What recent research adds
Recent studies continue to refine our understanding and suggest that while TEI in humans remains unproven, there are promising directions:
- Critical reviews remain cautious. A 2024 perspective by Adrian Bird concludes that while TEI is biologically plausible, evidence in mammals is still inconclusive. Most studies show correlations, not definitive proof of germline passage. Frontiers
- Human germline reprogramming models. In 2024, Murase et al. recreated human primordial germ cell-like cells (hPGCLCs) in vitro and showed how they undergo demethylation and histone resetting. This breakthrough offers a tool to test which epigenetic marks might escape erasure, shedding light on the bottleneck of inheritance. Nature
- Trauma and adversity. A 2025 review of trauma-linked epigenetic changes highlights alterations in stress-related genes (NR3C1, FKBP5) in children of trauma survivors. But it cautions that environment and social context remain major confounders, and persistence into further generations is unproven. MDPI
- Animal models. Rodent studies show stronger TEI for diet, toxins, and endocrine disruptors, but effects often fade after 1–2 generations under controlled conditions. Some escapees (e.g. small RNAs in sperm) suggest possible transmission pathways, but human relevance is unclear. Ujpronline
Together, these findings highlight both the possibility of TEI and the difficulty of proving it in humans.
What we don’t know yet
- Whether specific adult-life exposures (stress, diet, trauma) lead to epigenetic marks that reliably persist in the germline across generations.

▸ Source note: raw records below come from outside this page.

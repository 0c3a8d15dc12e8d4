use crate::config::PayoutConfig;
use crate::entities::PixKeyType;
use crate::error::{AppError, AppResult};
use reqwest::Client;
use serde::{Deserialize, Serialize};
use uuid::Uuid;

/// 网关侧的转账状态
#[derive(Debug, Clone, PartialEq, Eq)]
pub enum PayoutStatus {
    Processing,
    Completed,
    Failed(String),
}

/// 银行转账收款账户（六个必填字段）
#[derive(Debug, Serialize)]
pub struct BankAccount<'a> {
    pub bank_name: &'a str,
    pub agency: &'a str,
    pub account_number: &'a str,
    pub account_digit: &'a str,
    pub account_type: &'a str,
    pub holder_name: &'a str,
}

#[derive(Debug, Serialize)]
struct PixPayoutRequest<'a> {
    key: &'a str,
    key_type: String,
    amount_cents: i64,
    reference: &'a str,
}

#[derive(Debug, Serialize)]
struct BankPayoutRequest<'a> {
    #[serde(flatten)]
    account: &'a BankAccount<'a>,
    amount_cents: i64,
    reference: &'a str,
}

#[derive(Debug, Deserialize)]
struct PayoutCreatedResponse {
    transaction_id: String,
}

#[derive(Debug, Deserialize)]
struct PayoutStatusResponse {
    status: String,
    failure_reason: Option<String>,
}

#[derive(Clone)]
pub struct PayoutGateway {
    client: Client,
    config: PayoutConfig,
}

impl PayoutGateway {
    pub fn new(config: PayoutConfig) -> Self {
        Self {
            client: Client::new(),
            config,
        }
    }

    /// 发起 Pix 转账，返回网关交易号
    pub async fn send_pix(
        &self,
        pix_key: &str,
        pix_key_type: &PixKeyType,
        amount: i64,
        reference: &str,
    ) -> AppResult<String> {
        if self.config.simulate {
            let transaction_id = format!("SIM-PIX-{}", Uuid::new_v4());
            log::info!(
                "Simulated Pix payout of {} centavos to {} key ({})",
                amount,
                pix_key_type,
                transaction_id
            );
            return Ok(transaction_id);
        }

        let url = format!("{}/v1/payouts/pix", self.config.base_url);
        let body = PixPayoutRequest {
            key: pix_key,
            key_type: pix_key_type.to_string(),
            amount_cents: amount,
            reference,
        };

        let response = self
            .client
            .post(&url)
            .bearer_auth(&self.config.api_key)
            .json(&body)
            .send()
            .await?;

        if response.status().is_success() {
            let created: PayoutCreatedResponse = response.json().await?;
            log::info!(
                "Pix payout dispatched: {} ({} centavos)",
                created.transaction_id,
                amount
            );
            Ok(created.transaction_id)
        } else {
            let error_text = response
                .text()
                .await
                .unwrap_or_else(|_| "Unknown error".to_string());
            log::error!("Pix payout dispatch failed: {}", error_text);
            Err(AppError::ExternalApiError(format!(
                "Pix payout failed: {}",
                error_text
            )))
        }
    }

    /// 发起银行转账（TED），返回网关交易号
    pub async fn send_bank_transfer(
        &self,
        account: &BankAccount<'_>,
        amount: i64,
        reference: &str,
    ) -> AppResult<String> {
        if self.config.simulate {
            let transaction_id = format!("SIM-TED-{}", Uuid::new_v4());
            log::info!(
                "Simulated bank transfer of {} centavos to {} ({})",
                amount,
                account.bank_name,
                transaction_id
            );
            return Ok(transaction_id);
        }

        let url = format!("{}/v1/payouts/bank-transfer", self.config.base_url);
        let body = BankPayoutRequest {
            account,
            amount_cents: amount,
            reference,
        };

        let response = self
            .client
            .post(&url)
            .bearer_auth(&self.config.api_key)
            .json(&body)
            .send()
            .await?;

        if response.status().is_success() {
            let created: PayoutCreatedResponse = response.json().await?;
            log::info!(
                "Bank transfer dispatched: {} ({} centavos)",
                created.transaction_id,
                amount
            );
            Ok(created.transaction_id)
        } else {
            let error_text = response
                .text()
                .await
                .unwrap_or_else(|_| "Unknown error".to_string());
            log::error!("Bank transfer dispatch failed: {}", error_text);
            Err(AppError::ExternalApiError(format!(
                "Bank transfer failed: {}",
                error_text
            )))
        }
    }

    /// 查询转账状态，供后台轮询任务使用
    pub async fn payment_status(&self, transaction_id: &str) -> AppResult<PayoutStatus> {
        if self.config.simulate {
            // 模拟模式下转账总是立即结算
            return Ok(PayoutStatus::Completed);
        }

        let url = format!("{}/v1/payouts/{}", self.config.base_url, transaction_id);

        let response = self
            .client
            .get(&url)
            .bearer_auth(&self.config.api_key)
            .send()
            .await?;

        if !response.status().is_success() {
            let error_text = response
                .text()
                .await
                .unwrap_or_else(|_| "Unknown error".to_string());
            return Err(AppError::ExternalApiError(format!(
                "Payout status lookup failed: {}",
                error_text
            )));
        }

        let status: PayoutStatusResponse = response.json().await?;
        match status.status.as_str() {
            "completed" | "settled" => Ok(PayoutStatus::Completed),
            "failed" | "returned" => Ok(PayoutStatus::Failed(
                status
                    .failure_reason
                    .unwrap_or_else(|| "Payout failed at provider".to_string()),
            )),
            _ => Ok(PayoutStatus::Processing),
        }
    }
}

#[cfg(test)]
mod tests {
    use super::*;

    fn simulated_gateway() -> PayoutGateway {
        PayoutGateway::new(PayoutConfig {
            base_url: "http://localhost:0".to_string(),
            api_key: String::new(),
            simulate: true,
        })
    }

    #[tokio::test]
    async fn test_simulated_pix_payout() {
        let gateway = simulated_gateway();
        let txn = gateway
            .send_pix("user@example.com", &PixKeyType::Email, 2000, "wd-1")
            .await
            .unwrap();
        assert!(txn.starts_with("SIM-PIX-"));

        let status = gateway.payment_status(&txn).await.unwrap();
        assert_eq!(status, PayoutStatus::Completed);
    }

    #[tokio::test]
    async fn test_simulated_bank_transfer() {
        let gateway = simulated_gateway();
        let account = BankAccount {
            bank_name: "Banco do Brasil",
            agency: "1234",
            account_number: "56789",
            account_digit: "0",
            account_type: "checking",
            holder_name: "Maria Silva",
        };
        let txn = gateway
            .send_bank_transfer(&account, 5000, "wd-2")
            .await
            .unwrap();
        assert!(txn.starts_with("SIM-TED-"));
    }
}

- Which marks are most capable of surviving germline reprogramming — imprinted regions and transposable elements are candidates. Open Biotech Journal
- To what extent observed “inheritance” reflects persistent cultural or socioeconomic conditions rather than biology.
Why this matters
If TEI turns out to be a robust phenomenon in humans, the implications are profound:
- Preventive medicine would need to account for parents’ and grandparents’ exposures, not just an individual’s.
- Public health interventions might target critical preconception and prenatal windows.
- Ethical and equity concerns would intensify: those disproportionately exposed to adversity may face multi-generational health consequences.
Bottom line
As of 2025:
- There is clear evidence that environmental exposures (famine, trauma, toxins) leave epigenetic signatures.
- Germline reprogramming in humans is a powerful barrier, erasing most acquired marks.
- There is no definitive proof that acquired epigenetic changes are reliably inherited across multiple human generations.
- Cutting-edge tools like human germline models, careful cohort studies, and improved tracking of epigenetic marks are bringing us closer to an answer.
References
Horsthemke, B. (2018). A critical view on transgenerational epigenetic inheritance in humans. Nature Communications. doi:10.1038/s41467-018-05445-5
Murase, Y. et al. (2024). In vitro reconstitution of epigenetic reprogramming in human primordial germ cell-like cells. Nature, 631, 170–178.
Bird, A. (2024). Transgenerational epigenetic inheritance: a critical perspective. Frontiers in Epigenetics & Epigenomics.
Banushi, B. et al. (2025). Epigenetic memory of trauma: mechanisms, challenges, and healing approaches. International Journal of Molecular Sciences.
Holuka, C. et al. (2024). Transgenerational impacts of early life adversity. Science of the Total Environment.